__Records shown__.

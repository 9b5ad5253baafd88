//! ---
//! vs_section: "01-core-functionality"
//! vs_subsection: "module"
//! vs_type: "source"
//! vs_scope: "code"
//! vs_description: "Daemon library: pipeline wiring shared by the binary and integration tests."
//! vs_version: "v0.0.0-prealpha"
//! vs_owner: "tbd"
//! ---
pub mod daemon;

pub use daemon::{
    DaemonBuilder, DaemonHandle, NoSerialDriver, ReaderFactory, CAMERA_MODEL,
};
//! ---
//! vs_section: "01-core-functionality"
//! vs_subsection: "binary"
//! vs_type: "source"
//! vs_scope: "code"
//! vs_description: "Binary entrypoint for the VE-Sense daemon."
//! vs_version: "v0.0.0-prealpha"
//! vs_owner: "tbd"
//! ---
use std::path::PathBuf;
use std::time::Instant;

use anyhow::Result;
use clap::{Parser, Subcommand};
use tokio::signal;
use tracing::info;
use vesense_common::{init_tracing, AppConfig, LogFormat};
use vesense_metrics::{new_registry, DaemonMetrics};
use vesensed::DaemonBuilder;

#[derive(Debug, Parser)]
#[command(
    author,
    version,
    about = "VE-Sense battery monitor and camera hub",
    long_about = None
)]
struct Cli {
    #[arg(long, value_name = "FILE", help = "Path to configuration file")]
    config: Option<PathBuf>,

    #[arg(long, value_name = "FORMAT", help = "Override log format (structured-json, pretty)")]
    log_format: Option<LogFormat>,

    #[command(subcommand)]
    command: Option<Commands>,
}

#[derive(Debug, Subcommand)]
enum Commands {
    #[command(about = "Run the daemon")]
    Run,
    #[command(about = "Load and validate the configuration, then exit")]
    CheckConfig,
}

fn profile() -> &'static str {
    if cfg!(debug_assertions) {
        "debug"
    } else {
        "release"
    }
}

#[tokio::main]
async fn main() -> Result<()> {
    let cli = Cli::parse();
    let mut candidates = Vec::new();
    if let Some(path) = &cli.config {
        candidates.push(path.clone());
    }
    candidates.push(PathBuf::from("config.toml"));
    candidates.push(PathBuf::from("/etc/vesense/config.toml"));

    let load_started = Instant::now();
    let loaded = AppConfig::load_with_source(&candidates)?;
    let load_duration = load_started.elapsed();
    let mut config = loaded.config;
    if let Some(format) = cli.log_format {
        config.logging.format = format;
    }

    match cli.command.unwrap_or(Commands::Run) {
        Commands::CheckConfig => {
            println!(
                "{}: {} device(s), {} camera(s), mqtt {}, http {}",
                loaded.source.display(),
                config.devices.len(),
                config.cameras.len(),
                if config.mqtt.is_some() { "on" } else { "off" },
                if config.http_server.is_some() { "on" } else { "off" },
            );
            Ok(())
        }
        Commands::Run => {
            init_tracing("vesensed", &config.logging)?;
            info!(config_path = %loaded.source.display(), "configuration loaded");
            run_daemon(config, load_duration.as_secs_f64()).await
        }
    }
}

async fn run_daemon(config: AppConfig, load_seconds: f64) -> Result<()> {
    let mut builder = DaemonBuilder::new(config.clone());
    if config.metrics.enabled {
        let registry = new_registry();
        let daemon_metrics = DaemonMetrics::new(registry.clone())?;
        daemon_metrics.observe_config_load(load_seconds);
        daemon_metrics.inc_start();
        daemon_metrics.set_build_info(env!("CARGO_PKG_VERSION"), profile());
        builder = builder.with_metrics_registry(registry);
    } else {
        info!("metrics disabled by configuration");
    }

    let handle = builder.start().await?;
    if let Some(api) = handle.api() {
        info!(address = %api.local_addr(), "http api available");
    }

    info!("daemon running; waiting for termination signal");
    signal::ctrl_c().await?;
    info!("ctrl-c received; shutting down");
    handle.shutdown().await
}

__The task__. Each line above with the word "Parser" must be returned.

__Response__.
use clap::{Parser, Subcommand};
#[derive(Debug, Parser)]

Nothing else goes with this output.